Lendemains saumâtres pour les  » sauveurs de banques « . Souvenez-vous, c’était le dimanche 28 septembre. Entouré de Didier Reynders (MR) et de Laurette Onkelinx (PS), éreintés comme lui, le Premier ministre Yves Leterme (CD&V) avait prononcé ces mots mâles :  » Nous garantissons qu’aucun client, aucun épargnant ne sera laissé dans la difficulté.  » Deux jours plus tard, l’Etat belge entrait dans le capital de Fortis. Un geste coûteux salué par la plupart des médias, presque émus : ainsi, donc, le gouvernement, contaminé par le virus communautaire, pouvait encore se montrer utile.
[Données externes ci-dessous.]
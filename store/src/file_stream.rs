//! Physical full builds.
//!
//! The file-stream copy protocol takes a backup of the local store, packs
//! the backup directory into a single archive file, and streams that archive
//! to the idle secondary in chunks. Only one backup runs at a time per
//! store; parallel builds queue behind the active backup and reuse any
//! archive whose LSN is sufficiently advanced. On the secondary the chunks
//! are reassembled, extracted into a staging directory, and the store is
//! rebuilt from it.

use std::io::{BufReader, BufWriter, Read, Seek, SeekFrom, Write};
use std::path::{Path, PathBuf};
use std::sync::Arc;

use byteorder::{BigEndian, ReadBytesExt, WriteBytesExt};
use tokio::sync::{Mutex, Notify};

use crate::error::{CResult, Error};
use crate::local::{LocalStore, Lsn, SharedLocalStore};
use crate::wire::FileStreamCopyOperationData;

const ARCHIVE_MAGIC: u32 = 0x424b_4152; // "BKAR"

/// Packs every file under `src_dir` (recursively, relative paths) into one
/// archive file. Entries are `[path_len u32][path][data_len u64][data]`.
pub fn write_archive(src_dir: &Path, archive_path: &Path) -> CResult<()> {
    if let Some(parent) = archive_path.parent() {
        std::fs::create_dir_all(parent)?;
    }
    let file = std::fs::File::create(archive_path)?;
    let mut w = BufWriter::new(file);
    w.write_u32::<BigEndian>(ARCHIVE_MAGIC)?;

    let mut stack = vec![src_dir.to_path_buf()];
    while let Some(dir) = stack.pop() {
        for entry in std::fs::read_dir(&dir)? {
            let entry = entry?;
            let path = entry.path();
            if entry.file_type()?.is_dir() {
                stack.push(path);
                continue;
            }

            let relative = path
                .strip_prefix(src_dir)
                .map_err(|err| Error::Internal(err.to_string()))?
                .to_string_lossy()
                .into_owned();
            let data = std::fs::read(&path)?;

            w.write_u32::<BigEndian>(relative.len() as u32)?;
            w.write_all(relative.as_bytes())?;
            w.write_u64::<BigEndian>(data.len() as u64)?;
            w.write_all(&data)?;
        }
    }

    w.flush()?;
    w.into_inner()
        .map_err(|err| Error::Internal(err.to_string()))?
        .sync_all()?;
    Ok(())
}

/// Unpacks an archive produced by [`write_archive`] into `dst_dir`.
pub fn extract_archive(archive_path: &Path, dst_dir: &Path) -> CResult<()> {
    std::fs::create_dir_all(dst_dir)?;
    let file = std::fs::File::open(archive_path)?;
    let len = file.metadata()?.len();
    let mut r = BufReader::new(file);

    if r.read_u32::<BigEndian>()? != ARCHIVE_MAGIC {
        return Err(Error::Parse("bad archive magic".to_string()));
    }

    let mut pos = 4u64;
    while pos < len {
        let path_len = r.read_u32::<BigEndian>()? as usize;
        let mut path_bytes = vec![0; path_len];
        r.read_exact(&mut path_bytes)?;
        let relative = String::from_utf8(path_bytes)?;
        if relative.contains("..") {
            return Err(Error::Parse(format!("unsafe archive path '{}'", relative)));
        }

        let data_len = r.read_u64::<BigEndian>()? as usize;
        let mut data = vec![0; data_len];
        r.read_exact(&mut data)?;

        let target = dst_dir.join(&relative);
        if let Some(parent) = target.parent() {
            std::fs::create_dir_all(parent)?;
        }
        std::fs::write(&target, &data)?;

        pos += 4 + path_len as u64 + 8 + data_len as u64;
    }
    Ok(())
}

/// Reader over one archive file, shared by a single builder.
pub struct FileStreamFullCopyContext {
    archive_lsn: Lsn,
    file: std::fs::File,
    file_size: u64,
    total_bytes_read: u64,
}

impl FileStreamFullCopyContext {
    fn open(archive_path: &Path, archive_lsn: Lsn) -> CResult<Self> {
        let file = std::fs::File::open(archive_path)?;
        let file_size = file.metadata()?.len();
        Ok(FileStreamFullCopyContext { archive_lsn, file, file_size, total_bytes_read: 0 })
    }

    pub fn lsn(&self) -> Lsn {
        self.archive_lsn
    }

    /// Next chunk of at most `target_size` bytes. `is_last_chunk` is set on
    /// the chunk that reaches the end of the archive.
    pub fn read_next_chunk(
        &mut self,
        is_first_chunk: bool,
        target_size: usize,
    ) -> CResult<FileStreamCopyOperationData> {
        let remaining = self.file_size - self.total_bytes_read;
        let take = remaining.min(target_size.max(1) as u64) as usize;

        let mut bytes = vec![0; take];
        self.file.seek(SeekFrom::Start(self.total_bytes_read))?;
        self.file.read_exact(&mut bytes)?;
        self.total_bytes_read += take as u64;

        Ok(FileStreamCopyOperationData {
            is_first_chunk,
            is_last_chunk: self.total_bytes_read >= self.file_size,
            bytes,
            operation_lsn: self.archive_lsn,
        })
    }
}

struct ArchiveFileContext {
    lsn: Lsn,
    path: PathBuf,
    active_readers: usize,
}

struct ManagerState {
    backup_active: bool,
    waiters: usize,
    archives: Vec<ArchiveFileContext>,
    archive_sequence: u64,
}

/// Matches build requests to existing backups, queueing extra backup
/// attempts behind the active one and cleaning up archives nobody reads.
pub struct FileStreamFullCopyManager {
    store: SharedLocalStore,
    work_dir: PathBuf,
    max_waiters: usize,
    state: Mutex<ManagerState>,
    backup_done: Notify,
}

impl FileStreamFullCopyManager {
    pub fn new(store: SharedLocalStore, work_dir: PathBuf, max_waiters: usize) -> Arc<Self> {
        Arc::new(FileStreamFullCopyManager {
            store,
            work_dir,
            max_waiters,
            state: Mutex::new(ManagerState {
                backup_active: false,
                waiters: 0,
                archives: Vec::new(),
                archive_sequence: 0,
            }),
            backup_done: Notify::new(),
        })
    }

    /// Acquires an archive reader at or past `up_to_lsn`, producing a new
    /// backup when none is available. Fails with
    /// `MaxFileStreamFullCopyWaiters` when too many builders already queue
    /// behind the active backup; the caller falls back to logical full copy.
    pub async fn get_copy_context(&self, up_to_lsn: Lsn) -> CResult<FileStreamFullCopyContext> {
        loop {
            let sequence = {
                let mut state = self.state.lock().await;

                if let Some(existing) =
                    state.archives.iter_mut().find(|a| a.lsn >= up_to_lsn)
                {
                    existing.active_readers += 1;
                    return FileStreamFullCopyContext::open(&existing.path, existing.lsn);
                }

                if state.backup_active {
                    if state.waiters >= self.max_waiters {
                        return Err(Error::MaxFileStreamFullCopyWaiters);
                    }
                    state.waiters += 1;
                    drop(state);

                    // Poll-bounded wait: a notify between the lock release
                    // and the first poll of notified() would otherwise be
                    // lost.
                    let _ = tokio::time::timeout(
                        std::time::Duration::from_millis(50),
                        self.backup_done.notified(),
                    )
                    .await;

                    let mut state = self.state.lock().await;
                    state.waiters -= 1;
                    continue;
                }

                state.backup_active = true;
                state.archive_sequence += 1;
                state.archive_sequence
            };

            let result = self.run_backup(sequence).await;

            {
                let mut state = self.state.lock().await;
                state.backup_active = false;
                if let Ok(context) = &result {
                    state.archives.push(ArchiveFileContext {
                        lsn: context.0,
                        path: context.1.clone(),
                        active_readers: 0,
                    });
                }
            }
            self.backup_done.notify_waiters();

            result?;
        }
    }

    /// Releases an archive reader. Archives with no readers are deleted once
    /// a newer archive exists.
    pub async fn release_copy_context(&self, context: FileStreamFullCopyContext) {
        let mut state = self.state.lock().await;
        let newest = state.archives.iter().map(|a| a.lsn).max().unwrap_or(0);

        if let Some(ix) = state.archives.iter().position(|a| a.lsn == context.archive_lsn) {
            let archive = &mut state.archives[ix];
            archive.active_readers = archive.active_readers.saturating_sub(1);
            if archive.active_readers == 0 && archive.lsn < newest {
                let stale = state.archives.remove(ix);
                log::info!("removing stale backup archive {}", stale.path.display());
                if let Err(err) = std::fs::remove_file(&stale.path) {
                    log::warn!("failed to remove {}: {}", stale.path.display(), err);
                }
            }
        }
    }

    async fn run_backup(&self, sequence: u64) -> CResult<(Lsn, PathBuf)> {
        let backup_dir = self.work_dir.join(format!("backup-{}", sequence));
        let archive_path = self.work_dir.join(format!("archive-{}.bkar", sequence));

        // Blocking file IO on the backup path runs off the async workers.
        let store: LocalStore = match self.store.read() {
            Ok(guard) => guard.clone(),
            Err(poisoned) => poisoned.into_inner().clone(),
        };
        let dir = backup_dir.clone();
        let archive = archive_path.clone();
        let lsn = tokio::task::spawn_blocking(move || -> CResult<Lsn> {
            std::fs::create_dir_all(&dir)?;
            store.backup(&dir)?;
            let lsn = store.last_change_operation_lsn();
            write_archive(&dir, &archive)?;
            std::fs::remove_dir_all(&dir)?;
            Ok(lsn)
        })
        .await
        .map_err(|err| Error::Internal(err.to_string()))??;

        log::info!(
            "file stream backup {} complete at lsn {}: {}",
            sequence,
            lsn,
            archive_path.display()
        );
        Ok((lsn, archive_path))
    }
}

#[cfg(test)]
mod test {
    use pretty_assertions::assert_eq;

    use super::*;
    use crate::storage::memory::Memory;

    #[test]
    fn archive_round_trips_nested_files() {
        let src = tempfile::tempdir().unwrap();
        std::fs::create_dir_all(src.path().join("sub")).unwrap();
        std::fs::write(src.path().join("a.log"), b"alpha").unwrap();
        std::fs::write(src.path().join("sub/b.log"), b"beta").unwrap();

        let work = tempfile::tempdir().unwrap();
        let archive = work.path().join("out.bkar");
        write_archive(src.path(), &archive).unwrap();

        let dst = tempfile::tempdir().unwrap();
        extract_archive(&archive, dst.path()).unwrap();

        assert_eq!(std::fs::read(dst.path().join("a.log")).unwrap(), b"alpha");
        assert_eq!(std::fs::read(dst.path().join("sub/b.log")).unwrap(), b"beta");
    }

    #[test]
    fn chunked_reads_cover_the_archive_exactly() {
        let src = tempfile::tempdir().unwrap();
        std::fs::write(src.path().join("data.log"), vec![7u8; 3000]).unwrap();

        let work = tempfile::tempdir().unwrap();
        let archive = work.path().join("out.bkar");
        write_archive(src.path(), &archive).unwrap();

        let mut context = FileStreamFullCopyContext::open(&archive, 9).unwrap();
        let mut total = 0;
        let mut first = true;
        loop {
            let chunk = context.read_next_chunk(first, 1024).unwrap();
            assert_eq!(chunk.is_first_chunk, first);
            assert_eq!(chunk.operation_lsn, 9);
            total += chunk.bytes.len();
            first = false;
            if chunk.is_last_chunk {
                break;
            }
        }
        assert_eq!(total as u64, std::fs::metadata(&archive).unwrap().len());
    }

    #[tokio::test]
    async fn manager_reuses_a_sufficiently_advanced_archive() -> CResult<()> {
        let store = LocalStore::open(Box::new(Memory::new()))?;
        let mut tx = store.create_transaction()?;
        tx.insert("T", "k", b"v", 5, None)?;
        tx.commit()?;

        let work = tempfile::tempdir().unwrap();
        let shared: SharedLocalStore = Arc::new(std::sync::RwLock::new(store));
        let manager =
            FileStreamFullCopyManager::new(shared, work.path().to_path_buf(), 2);

        let first = manager.get_copy_context(5).await?;
        assert_eq!(first.lsn(), 5);

        // Second builder at the same LSN reuses the archive: no new backup.
        let second = manager.get_copy_context(5).await?;
        assert_eq!(second.lsn(), 5);
        assert_eq!(manager.state.lock().await.archive_sequence, 1);

        manager.release_copy_context(first).await;
        manager.release_copy_context(second).await;
        Ok(())
    }

    #[tokio::test]
    async fn extracted_backup_rebuilds_a_store() -> CResult<()> {
        let store = LocalStore::open(Box::new(Memory::new()))?;
        let mut tx = store.create_transaction()?;
        tx.insert("T", "k1", b"v1", 3, None)?;
        tx.insert("T", "k2", b"v2", 4, None)?;
        tx.commit()?;

        let work = tempfile::tempdir().unwrap();
        let shared: SharedLocalStore = Arc::new(std::sync::RwLock::new(store));
        let manager =
            FileStreamFullCopyManager::new(shared, work.path().to_path_buf(), 2);
        let mut context = manager.get_copy_context(4).await?;

        // Reassemble chunks the way the secondary pump does.
        let staged = tempfile::tempdir().unwrap();
        let archive = staged.path().join("incoming.bkar");
        let mut out = std::fs::File::create(&archive).unwrap();
        let mut first = true;
        loop {
            let chunk = context.read_next_chunk(first, 512).unwrap();
            use std::io::Write;
            out.write_all(&chunk.bytes).unwrap();
            first = false;
            if chunk.is_last_chunk {
                break;
            }
        }
        drop(out);

        let extract_dir = staged.path().join("extracted");
        extract_archive(&archive, &extract_dir)?;

        let rebuilt = LocalStore::open(Box::new(
            crate::storage::log_store::LogStore::open(&extract_dir)?,
        ))?;
        let tx = rebuilt.create_transaction()?;
        assert_eq!(tx.read_exact("T", "k1")?, (b"v1".to_vec(), 3));
        assert_eq!(tx.read_exact("T", "k2")?, (b"v2".to_vec(), 4));
        assert_eq!(rebuilt.last_change_operation_lsn(), 4);
        Ok(())
    }
}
L’essentiel était sauf. Pour l’impact budgétaire, on verrait plus tard… Mais tout s’est trop vite gâté. En moins d’une semaine.
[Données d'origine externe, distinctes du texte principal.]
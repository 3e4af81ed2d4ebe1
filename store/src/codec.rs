use std::io::{Cursor, Read};

use byteorder::ReadBytesExt;
use serde::de::DeserializeOwned;
use serde::Serialize;
use tokio_util::bytes::{BufMut, BytesMut};

use crate::error::{CResult, Error};

/// Serializes a value with bincode, without framing. Used for persisted row
/// payloads where the surrounding row already carries the length.
pub fn serialize<T>(value: &T) -> CResult<Vec<u8>>
where
    T: ?Sized + Serialize,
{
    Ok(bincode::serialize(value)?)
}

/// Deserializes an unframed bincode payload.
pub fn deserialize<R>(bytes: &[u8]) -> CResult<R>
where
    R: DeserializeOwned,
{
    Ok(bincode::deserialize(bytes)?)
}

/// Length-framed bincode codec for replicated operation buffers.
///
/// Every frame is the payload length as a big-endian u64 followed by the
/// bincode body. Frames can be concatenated and decoded back with a cursor.
#[derive(Clone, Copy)]
pub struct FrameCodec;

impl FrameCodec {
    pub fn new() -> Self {
        FrameCodec
    }

    pub fn encode<T>(&self, value: &T) -> CResult<Vec<u8>>
    where
        T: ?Sized + Serialize,
    {
        let body = bincode::serialize(value)?;

        let mut buf = BytesMut::with_capacity(8 + body.len());
        buf.put_u64(body.len() as u64);
        buf.put(body.as_slice());

        Ok(buf.to_vec())
    }

    pub fn decode<R>(&self, value: &[u8]) -> CResult<R>
    where
        R: DeserializeOwned,
    {
        let mut cursor = Cursor::new(value);
        match self.decode_cursor(&mut cursor)? {
            Some(r) => Ok(r),
            None => Err(Error::Parse("empty frame".to_string())),
        }
    }

    /// Decodes the next frame at the cursor, or None at end of input.
    pub fn decode_cursor<R>(&self, cursor: &mut Cursor<&[u8]>) -> CResult<Option<R>>
    where
        R: DeserializeOwned,
    {
        if cursor.position() >= cursor.get_ref().len() as u64 {
            return Ok(None);
        }

        let len = cursor
            .read_u64::<byteorder::BigEndian>()
            .map_err(|err| Error::Parse(err.to_string()))? as usize;

        let remaining = cursor.get_ref().len() as u64 - cursor.position();
        if (len as u64) > remaining {
            return Err(Error::Parse(format!(
                "frame length {} exceeds remaining {} bytes",
                len, remaining
            )));
        }

        let mut body = vec![0; len];
        cursor
            .read_exact(&mut body)
            .map_err(|err| Error::Parse(err.to_string()))?;

        Ok(Some(bincode::deserialize(&body)?))
    }
}

impl Default for FrameCodec {
    fn default() -> Self {
        Self::new()
    }
}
Le vendredi 3 octobre, jour où le ministre des Affaires étrangères, Karel De Gucht (Open VLD), a joué avec les allumettes ( lire ci-dessus ), Leterme et sa coalition orange-bleue-rouge ont plongé sans le savoir en eaux troubles. Fallait-il vendre les activités saines de Fortis, cet ancien monument, au français BNP Paribas ? Y a-t-il eu panique ou précipitation ? Autant les premiers gestes de sauvetage ont-ils été appréciés comme une courageuse intervention de l’Etat sur les terres de marchés financiers anarchiques, autant la seconde partie de l’opération sent-elle aujourd’hui le soufre. A ses trousses, le malheureux Leterme compte désormais : 1. Des milliers d’actionnaires, petits ou gros, armés de calculettes et protégés par des bureaux d’avocats intraitables, espérant obtenir un gel de toute la transaction auprès du tribunal de commerce de Bruxelles. 2. La justice qui suspecte une  » manipulation des marchés « , visant surtout l’ancienne direction de Fortis. Des conseillers du Premier ministre vont-ils devoir se justifier, eux aussi ? 3. La Commission européenne, soucieuse de vérifier la légalité des aides publiques accordées.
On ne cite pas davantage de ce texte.